Assembly Series
Mia Farrow urges action on injustices in Africa
Actress and activist Mia Farrow, shown in 2003, spoke at Washington University on Tuesday as part of the Assembly Series.
Farrow, who serves as a UNICEF goodwill ambassador, began her Assembly Series presentation with a tribute slideshow set to John Lennon’s “Imagine.” The slide show featured photographs she has taken on her 13 trips to Africa depicting children affected by the violence.
She proceeded to list the various genocides of the past century, claiming that, with death totals amounting to more than 100 million people, these mass-atrocity crimes pose a greater threat to humanity than war.
“Genocide and mass atrocities are not inevitable,” Farrow said, “It begins with a choice.”
Turning a blind eye to these atrocities, she argued, also constitutes a choice, a shameful one.
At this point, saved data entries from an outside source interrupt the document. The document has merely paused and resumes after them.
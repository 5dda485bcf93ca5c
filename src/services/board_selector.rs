//! Resolve a board listing to a single upload target

use log::{debug, info};
use std::io::{BufRead, Write};

use crate::errors::{ArdiError, Result};
use crate::models::{BoardListing, TargetBoard};

/// Pick the target board.
///
/// A single board is chosen without prompting. With several, a numbered menu
/// is written to `output` and one index is read from `input`; there is no
/// second chance on bad input.
pub fn select_board<R, W>(
    listing: &BoardListing,
    input: &mut R,
    output: &mut W,
) -> Result<TargetBoard>
where
    R: BufRead,
    W: Write,
{
    let index = match listing.len() {
        0 => return Err(ArdiError::NoBoards),
        1 => {
            debug!("Single board detected, selecting it");
            0
        }
        _ => prompt_for_index(listing, input, output)?,
    };

    let line = &listing.boards[index];
    let target = TargetBoard::from_listing_line(line)
        .ok_or_else(|| ArdiError::InvalidSelection(line.clone()))?;
    info!("Selected board {}", target);
    Ok(target)
}

/// Write the numbered menu for a listing
pub fn render_menu<W: Write>(listing: &BoardListing, output: &mut W) -> Result<()> {
    writeln!(output)?;
    if let Some(header) = &listing.header {
        writeln!(output, "   {}", header)?;
    }
    for (i, line) in listing.boards.iter().enumerate() {
        writeln!(output, "{}: {}", i, line)?;
    }
    Ok(())
}

fn prompt_for_index<R, W>(listing: &BoardListing, input: &mut R, output: &mut W) -> Result<usize>
where
    R: BufRead,
    W: Write,
{
    render_menu(listing, output)?;
    write!(output, "\nEnter number of board to upload to: ")?;
    output.flush()?;

    let mut answer = String::new();
    input.read_line(&mut answer)?;
    let answer = answer.trim();

    answer
        .parse::<usize>()
        .ok()
        .filter(|&i| i < listing.len())
        .ok_or_else(|| ArdiError::InvalidSelection(answer.to_string()))
}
“Those with the power to halt the killing choose to do nothing,” Farrow said. “So we all have a role here. In the international community, we have played our role as bystanders over and over again.”
In a question and answer session after her talk, Farrow expressed her disappointment and disgust with the lack of action from the United Nations, saying the body has fallen far short of its original intentions, and she called for stronger leadership.
“We’ve never made good on our responsibility to protect. ‘Unacceptable’ means nothing,” she said. “They [the U.N.] need to go spine shopping.”
Farrow also said that she regretted her lack of involvement in combating, or even knowledge of, the 1994 genocide in Rwanda. She called the genocide in Darfur “Rwanda in slow motion” and spoke of her conviction to do something about it this time, vehemently urging the audience to acknowledge the importance of this attitude.
Farrow presented another slideshow to provide the background and context of the Darfur genocide, which began in February 2003 and has claimed the lives of 400,000 people and displaced more than 250,000. She showed photographs of crowded refugee camps, which she said are subject to frequent attacks of killing, rape and torture by the Arab Janjaweed, a militia whose name translates to “devils on horseback.”
“Water, food: insufficient,” she said of the dire situation in rapid fire. “Medical care, education: insufficient to nonexistent. Hope: insufficient to nonexistent.”
During her visits to Africa, Farrow said that one of the most heartbreaking parts of the experience each time was the constant stream of pleas for protection.
“I don’t think there can be a more visceral plea from the human heart: ‘Protect us. Save us,’” she said. “After seven years, what message have we sent to these children? Only that they are completely dispensable.”
The activist spoke of the pain that she feels at leaving the horrific suffering of the people in Darfur behind and returning to a largely indifferent world after each visit to Africa.
In response to a student who asked Farrow for advice about how best to get involved, she said, “Be outraged. Be unreasonable. It’s the holler-and-screamers that get things done,” Farrow said.
Farrow said that in the United States, average citizens with freedom have a responsibility to uphold, to use their power and their voices in a democracy to help others.
“We have to do our utmost,” Farrow said.